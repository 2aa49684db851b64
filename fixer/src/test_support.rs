//! Test-only fakes for the model and tool seams.
//!
//! Scripted collaborators return predetermined replies in order, letting
//! loop tests drive every control-flow branch without network access or a
//! real model.

use std::cell::RefCell;
use std::collections::VecDeque;

use anyhow::{Result, anyhow};
use serde_json::{Value, json};

use crate::core::types::{RunContext, ToolOutcome};
use crate::model::{ChatMessage, LanguageModel, validate_schema};
use crate::tools::{Tool, ToolSpec};

/// One canned model reply.
#[derive(Debug, Clone)]
pub enum ScriptedReply {
    /// Plain-text reply for `complete`.
    Text(String),
    /// JSON reply for `complete_structured`. Validated against the
    /// caller's schema the way a real backend would, so a nonconforming
    /// value exercises the malformed-output path.
    Json(Value),
    /// Simulated transport failure.
    Fail(String),
}

/// Model returning scripted replies in order.
pub struct ScriptedModel {
    replies: RefCell<VecDeque<ScriptedReply>>,
}

impl ScriptedModel {
    pub fn new(replies: Vec<ScriptedReply>) -> Self {
        Self {
            replies: RefCell::new(replies.into()),
        }
    }

    /// Replies not yet consumed.
    pub fn remaining(&self) -> usize {
        self.replies.borrow().len()
    }

    fn next(&self) -> Result<ScriptedReply> {
        self.replies
            .borrow_mut()
            .pop_front()
            .ok_or_else(|| anyhow!("scripted model exhausted"))
    }
}

impl LanguageModel for ScriptedModel {
    fn complete(&self, _messages: &[ChatMessage]) -> Result<String> {
        match self.next()? {
            ScriptedReply::Text(text) => Ok(text),
            ScriptedReply::Json(value) => Ok(value.to_string()),
            ScriptedReply::Fail(message) => Err(anyhow!(message)),
        }
    }

    fn complete_structured(&self, _messages: &[ChatMessage], schema: &Value) -> Result<Value> {
        match self.next()? {
            ScriptedReply::Json(value) => {
                validate_schema(&value, schema)?;
                Ok(value)
            }
            ScriptedReply::Text(text) => Err(anyhow!("expected structured reply, got: {text}")),
            ScriptedReply::Fail(message) => Err(anyhow!(message)),
        }
    }
}

/// Tool returning a fixed outcome and recording received arguments.
pub struct StaticTool {
    name: String,
    outcome: ToolOutcome,
    calls: RefCell<Vec<Value>>,
}

impl StaticTool {
    pub fn new(name: &str, outcome: ToolOutcome) -> Self {
        Self {
            name: name.to_string(),
            outcome,
            calls: RefCell::new(Vec::new()),
        }
    }

    /// Arguments received so far, in call order.
    pub fn calls(&self) -> Vec<Value> {
        self.calls.borrow().clone()
    }
}

impl Tool for StaticTool {
    fn spec(&self) -> ToolSpec {
        ToolSpec {
            name: self.name.clone(),
            description: format!("{} (scripted)", self.name),
            parameters: json!({"type": "object"}),
        }
    }

    fn invoke(&self, args: &Value) -> ToolOutcome {
        self.calls.borrow_mut().push(args.clone());
        self.outcome.clone()
    }
}

/// Deterministic run context for tests.
pub fn test_context() -> RunContext {
    RunContext {
        run_id: "issue-2".to_string(),
        goal: "Fix the syntax error in missing_colon.py".to_string(),
        repository: "acme/widget".to_string(),
        base_branch: "main".to_string(),
    }
}

/// Planner reply with the given steps.
pub fn plan_reply(steps: &[&str]) -> ScriptedReply {
    ScriptedReply::Json(json!({ "steps": steps }))
}

/// Replanner reply declaring completion.
pub fn respond_reply(response: &str) -> ScriptedReply {
    ScriptedReply::Json(json!({"action": "respond", "response": response}))
}

/// Replanner reply replacing the remaining steps.
pub fn revise_reply(steps: &[&str]) -> ScriptedReply {
    ScriptedReply::Json(json!({"action": "plan", "steps": steps}))
}

/// Step decision finishing the step with a result.
pub fn finish_reply(result: &str) -> ScriptedReply {
    ScriptedReply::Json(json!({"action": "finish", "result": result}))
}

/// Step decision calling one tool.
pub fn tool_reply(tool: &str, arguments: Value) -> ScriptedReply {
    ScriptedReply::Json(json!({"action": "tool", "tool": tool, "arguments": arguments}))
}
──────────
__How to complete this task__
A count is wanted, and nothing else: the lines of this listing that include the word "RunContext".

__Written solution__
3